[Saved data entries]
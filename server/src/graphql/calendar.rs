use async_graphql::{Context, Enum, InputObject, Object, SimpleObject};
use chrono::{DateTime, Local, NaiveDate, NaiveTime, Utc};
use platform_api::gql_error;
use platform_store::StoreError;
use products_calendar::{
    CalendarEvent, DEFAULT_UPCOMING_LIMIT, EventCategory, EventDraft, MonthCursor,
    WEEKDAY_LABELS, events_on, is_today,
};
use tracing::instrument;
use uuid::Uuid;

use super::hub_data;

const MAX_UPCOMING: u64 = 100;

#[derive(Enum, Copy, Clone, Debug, Eq, PartialEq)]
#[graphql(remote = "products_calendar::EventCategory")]
pub enum EventCategoryKind {
    Meeting,
    Payroll,
    Holiday,
    Event,
    Training,
    Deadline,
}

#[derive(Clone, Debug, SimpleObject)]
pub struct EventNode {
    pub id: Uuid,
    pub title: String,
    pub date: NaiveDate,
    pub start_time: Option<NaiveTime>,
    pub end_time: Option<NaiveTime>,
    pub all_day: bool,
    pub category: EventCategoryKind,
    pub location: Option<String>,
    pub description: Option<String>,
    /// "All Day", "10:00 AM" or "10:00 AM - 11:30 AM".
    pub time_label: String,
    pub created_at: DateTime<Utc>,
    pub updated_at: DateTime<Utc>,
}

impl From<&CalendarEvent> for EventNode {
    fn from(event: &CalendarEvent) -> Self {
        Self {
            id: event.id,
            time_label: event.time_label(),
            title: event.title.clone(),
            date: event.date,
            start_time: event.start_time,
            end_time: event.end_time,
            all_day: event.all_day,
            category: event.category.into(),
            location: event.location.clone(),
            description: event.description.clone(),
            created_at: event.created_at,
            updated_at: event.updated_at,
        }
    }
}

#[derive(Clone, Debug, SimpleObject)]
pub struct DayCellNode {
    /// `None` for padding cells.
    pub day: Option<u32>,
    pub is_today: bool,
    pub events: Vec<EventNode>,
}

#[derive(Clone, Debug, SimpleObject)]
pub struct MonthNode {
    /// Zero-based month index.
    pub month: u32,
    pub year: i32,
    pub title: String,
    pub weekday_labels: Vec<String>,
    pub cells: Vec<DayCellNode>,
    pub events: Vec<EventNode>,
}

#[derive(InputObject, Clone, Debug)]
pub struct EventInput {
    pub title: String,
    pub date: NaiveDate,
    pub start_time: Option<NaiveTime>,
    pub end_time: Option<NaiveTime>,
    #[graphql(default)]
    pub all_day: bool,
    #[graphql(default_with = "EventCategoryKind::Meeting")]
    pub category: EventCategoryKind,
    pub location: Option<String>,
    pub description: Option<String>,
}

fn time_text(time: Option<NaiveTime>) -> String {
    time.map(|t| t.format("%H:%M:%S").to_string())
        .unwrap_or_default()
}

impl From<EventInput> for EventDraft {
    fn from(input: EventInput) -> Self {
        Self {
            title: input.title,
            date: input.date.format("%Y-%m-%d").to_string(),
            start_time: time_text(input.start_time),
            end_time: time_text(input.end_time),
            all_day: input.all_day,
            category: EventCategory::from(input.category).as_str().to_string(),
            location: input.location.unwrap_or_default(),
            description: input.description.unwrap_or_default(),
        }
    }
}

#[derive(Default)]
pub struct CalendarQuery;

#[Object]
impl CalendarQuery {
    /// The grid for `month` (0-11) of `year`, with each day's events.
    #[instrument(name = "graphql.calendar.month", skip(self, ctx))]
    async fn month(
        &self,
        ctx: &Context<'_>,
        month: u32,
        year: i32,
    ) -> async_graphql::Result<MonthNode> {
        let cursor = MonthCursor::new(month, year)
            .map_err(|err| gql_error(StoreError::InvalidInput(err.to_string())))?;
        let grid = cursor
            .grid()
            .map_err(|err| gql_error(StoreError::InvalidInput(err.to_string())))?;
        let events = hub_data(ctx)?
            .events
            .list_month(month, year)
            .await
            .map_err(gql_error)?;
        let today = Local::now().date_naive();
        let cells = grid
            .cells
            .iter()
            .map(|cell| DayCellNode {
                day: cell.day(),
                is_today: is_today(*cell, month, year, today),
                events: cell
                    .day()
                    .map(|day| {
                        events_on(&events, year, month, day)
                            .into_iter()
                            .map(EventNode::from)
                            .collect()
                    })
                    .unwrap_or_default(),
            })
            .collect();
        Ok(MonthNode {
            month,
            year,
            title: grid.title(),
            weekday_labels: WEEKDAY_LABELS.iter().map(|l| l.to_string()).collect(),
            cells,
            events: events.iter().map(EventNode::from).collect(),
        })
    }

    #[instrument(name = "graphql.calendar.upcoming", skip(self, ctx))]
    async fn upcoming(
        &self,
        ctx: &Context<'_>,
        limit: Option<u64>,
    ) -> async_graphql::Result<Vec<EventNode>> {
        let limit = limit.unwrap_or(DEFAULT_UPCOMING_LIMIT).clamp(1, MAX_UPCOMING);
        let events = hub_data(ctx)?
            .events
            .upcoming(Local::now().date_naive(), limit)
            .await
            .map_err(gql_error)?;
        Ok(events.iter().map(EventNode::from).collect())
    }

    #[instrument(name = "graphql.calendar.event", skip(self, ctx))]
    async fn event(&self, ctx: &Context<'_>, id: Uuid) -> async_graphql::Result<Option<EventNode>> {
        match hub_data(ctx)?.events.get(id).await {
            Ok(event) => Ok(Some(EventNode::from(&event))),
            Err(StoreError::NotFound) => Ok(None),
            Err(err) => Err(gql_error(err)),
        }
    }
}

#[derive(Default)]
pub struct CalendarMutation;

#[Object]
impl CalendarMutation {
    #[instrument(name = "graphql.calendar.create_event", skip_all)]
    async fn create_event(
        &self,
        ctx: &Context<'_>,
        input: EventInput,
    ) -> async_graphql::Result<EventNode> {
        let new = EventDraft::from(input).validate().map_err(gql_error)?;
        let event = hub_data(ctx)?
            .events
            .create(new)
            .await
            .map_err(gql_error)?;
        Ok(EventNode::from(&event))
    }

    #[instrument(name = "graphql.calendar.update_event", skip(self, ctx, input))]
    async fn update_event(
        &self,
        ctx: &Context<'_>,
        id: Uuid,
        input: EventInput,
    ) -> async_graphql::Result<EventNode> {
        let new = EventDraft::from(input).validate().map_err(gql_error)?;
        let event = hub_data(ctx)?
            .events
            .update(id, new)
            .await
            .map_err(gql_error)?;
        Ok(EventNode::from(&event))
    }

    #[instrument(name = "graphql.calendar.delete_event", skip(self, ctx))]
    async fn delete_event(&self, ctx: &Context<'_>, id: Uuid) -> async_graphql::Result<bool> {
        hub_data(ctx)?
            .events
            .delete(id)
            .await
            .map_err(gql_error)?;
        Ok(true)
    }
}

Instructions to follow.
The records above are to be duplicated exactly, every one of them.

Completed exercise.
filename server/src/graphql/calendar.rs
use async_graphql::{Context, Enum, InputObject, Object, SimpleObject};
use chrono::{DateTime, Local, NaiveDate, NaiveTime, Utc};
use platform_api::gql_error;
use platform_store::StoreError;
use products_calendar::{
    CalendarEvent, DEFAULT_UPCOMING_LIMIT, EventCategory, EventDraft, MonthCursor,
    WEEKDAY_LABELS, events_on, is_today,
};
use tracing::instrument;
use uuid::Uuid;

use super::hub_data;

const MAX_UPCOMING: u64 = 100;

#[derive(Enum, Copy, Clone, Debug, Eq, PartialEq)]
#[graphql(remote = "products_calendar::EventCategory")]
pub enum EventCategoryKind {
    Meeting,
    Payroll,
    Holiday,
    Event,
    Training,
    Deadline,
}

#[derive(Clone, Debug, SimpleObject)]
pub struct EventNode {
    pub id: Uuid,
    pub title: String,
    pub date: NaiveDate,
    pub start_time: Option<NaiveTime>,
    pub end_time: Option<NaiveTime>,
    pub all_day: bool,
    pub category: EventCategoryKind,
    pub location: Option<String>,
    pub description: Option<String>,
    /// "All Day", "10:00 AM" or "10:00 AM - 11:30 AM".
    pub time_label: String,
    pub created_at: DateTime<Utc>,
    pub updated_at: DateTime<Utc>,
}

impl From<&CalendarEvent> for EventNode {
    fn from(event: &CalendarEvent) -> Self {
        Self {
            id: event.id,
            time_label: event.time_label(),
            title: event.title.clone(),
            date: event.date,
            start_time: event.start_time,
            end_time: event.end_time,
            all_day: event.all_day,
            category: event.category.into(),
            location: event.location.clone(),
            description: event.description.clone(),
            created_at: event.created_at,
            updated_at: event.updated_at,
        }
    }
}

#[derive(Clone, Debug, SimpleObject)]
pub struct DayCellNode {
    /// `None` for padding cells.
    pub day: Option<u32>,
    pub is_today: bool,
    pub events: Vec<EventNode>,
}

#[derive(Clone, Debug, SimpleObject)]
pub struct MonthNode {
    /// Zero-based month index.
    pub month: u32,
    pub year: i32,
    pub title: String,
    pub weekday_labels: Vec<String>,
    pub cells: Vec<DayCellNode>,
    pub events: Vec<EventNode>,
}

#[derive(InputObject, Clone, Debug)]
pub struct EventInput {
    pub title: String,
    pub date: NaiveDate,
    pub start_time: Option<NaiveTime>,
    pub end_time: Option<NaiveTime>,
    #[graphql(default)]
    pub all_day: bool,
    #[graphql(default_with = "EventCategoryKind::Meeting")]
    pub category: EventCategoryKind,
    pub location: Option<String>,
    pub description: Option<String>,
}

fn time_text(time: Option<NaiveTime>) -> String {
    time.map(|t| t.format("%H:%M:%S").to_string())
        .unwrap_or_default()
}

impl From<EventInput> for EventDraft {
    fn from(input: EventInput) -> Self {
        Self {
            title: input.title,
            date: input.date.format("%Y-%m-%d").to_string(),
            start_time: time_text(input.start_time),
            end_time: time_text(input.end_time),
            all_day: input.all_day,
            category: EventCategory::from(input.category).as_str().to_string(),
            location: input.location.unwrap_or_default(),
            description: input.description.unwrap_or_default(),
        }
    }
}

#[derive(Default)]
pub struct CalendarQuery;

#[Object]
impl CalendarQuery {
    /// The grid for `month` (0-11) of `year`, with each day's events.
    #[instrument(name = "graphql.calendar.month", skip(self, ctx))]
    async fn month(
        &self,
        ctx: &Context<'_>,
        month: u32,
        year: i32,
    ) -> async_graphql::Result<MonthNode> {
        let cursor = MonthCursor::new(month, year)
            .map_err(|err| gql_error(StoreError::InvalidInput(err.to_string())))?;
        let grid = cursor
            .grid()
            .map_err(|err| gql_error(StoreError::InvalidInput(err.to_string())))?;
        let events = hub_data(ctx)?
            .events
            .list_month(month, year)
            .await
            .map_err(gql_error)?;
        let today = Local::now().date_naive();
        let cells = grid
            .cells
            .iter()
            .map(|cell| DayCellNode {
                day: cell.day(),
                is_today: is_today(*cell, month, year, today),
                events: cell
                    .day()
                    .map(|day| {
                        events_on(&events, year, month, day)
                            .into_iter()
                            .map(EventNode::from)
                            .collect()
                    })
                    .unwrap_or_default(),
            })
            .collect();
        Ok(MonthNode {
            month,
            year,
            title: grid.title(),
            weekday_labels: WEEKDAY_LABELS.iter().map(|l| l.to_string()).collect(),
            cells,
            events: events.iter().map(EventNode::from).collect(),
        })
    }

    #[instrument(name = "graphql.calendar.upcoming", skip(self, ctx))]
    async fn upcoming(
        &self,
        ctx: &Context<'_>,
        limit: Option<u64>,
    ) -> async_graphql::Result<Vec<EventNode>> {
        let limit = limit.unwrap_or(DEFAULT_UPCOMING_LIMIT).clamp(1, MAX_UPCOMING);
        let events = hub_data(ctx)?
            .events
            .upcoming(Local::now().date_naive(), limit)
            .await
            .map_err(gql_error)?;
        Ok(events.iter().map(EventNode::from).collect())
    }

    #[instrument(name = "graphql.calendar.event", skip(self, ctx))]
    async fn event(&self, ctx: &Context<'_>, id: Uuid) -> async_graphql::Result<Option<EventNode>> {
        match hub_data(ctx)?.events.get(id).await {
            Ok(event) => Ok(Some(EventNode::from(&event))),
            Err(StoreError::NotFound) => Ok(None),
            Err(err) => Err(gql_error(err)),
        }
    }
}

#[derive(Default)]
pub struct CalendarMutation;

#[Object]
impl CalendarMutation {
    #[instrument(name = "graphql.calendar.create_event", skip_all)]
    async fn create_event(
        &self,
        ctx: &Context<'_>,
        input: EventInput,
    ) -> async_graphql::Result<EventNode> {
        let new = EventDraft::from(input).validate().map_err(gql_error)?;
        let event = hub_data(ctx)?
            .events
            .create(new)
            .await
            .map_err(gql_error)?;
        Ok(EventNode::from(&event))
    }

    #[instrument(name = "graphql.calendar.update_event", skip(self, ctx, input))]
    async fn update_event(
        &self,
        ctx: &Context<'_>,
        id: Uuid,
        input: EventInput,
    ) -> async_graphql::Result<EventNode> {
        let new = EventDraft::from(input).validate().map_err(gql_error)?;
        let event = hub_data(ctx)?
            .events
            .update(id, new)
            .await
            .map_err(gql_error)?;
        Ok(EventNode::from(&event))
    }

    #[instrument(name = "graphql.calendar.delete_event", skip(self, ctx))]
    async fn delete_event(&self, ctx: &Context<'_>, id: Uuid) -> async_graphql::Result<bool> {
        hub_data(ctx)?
            .events
            .delete(id)
            .await
            .map_err(gql_error)?;
        Ok(true)
    }
}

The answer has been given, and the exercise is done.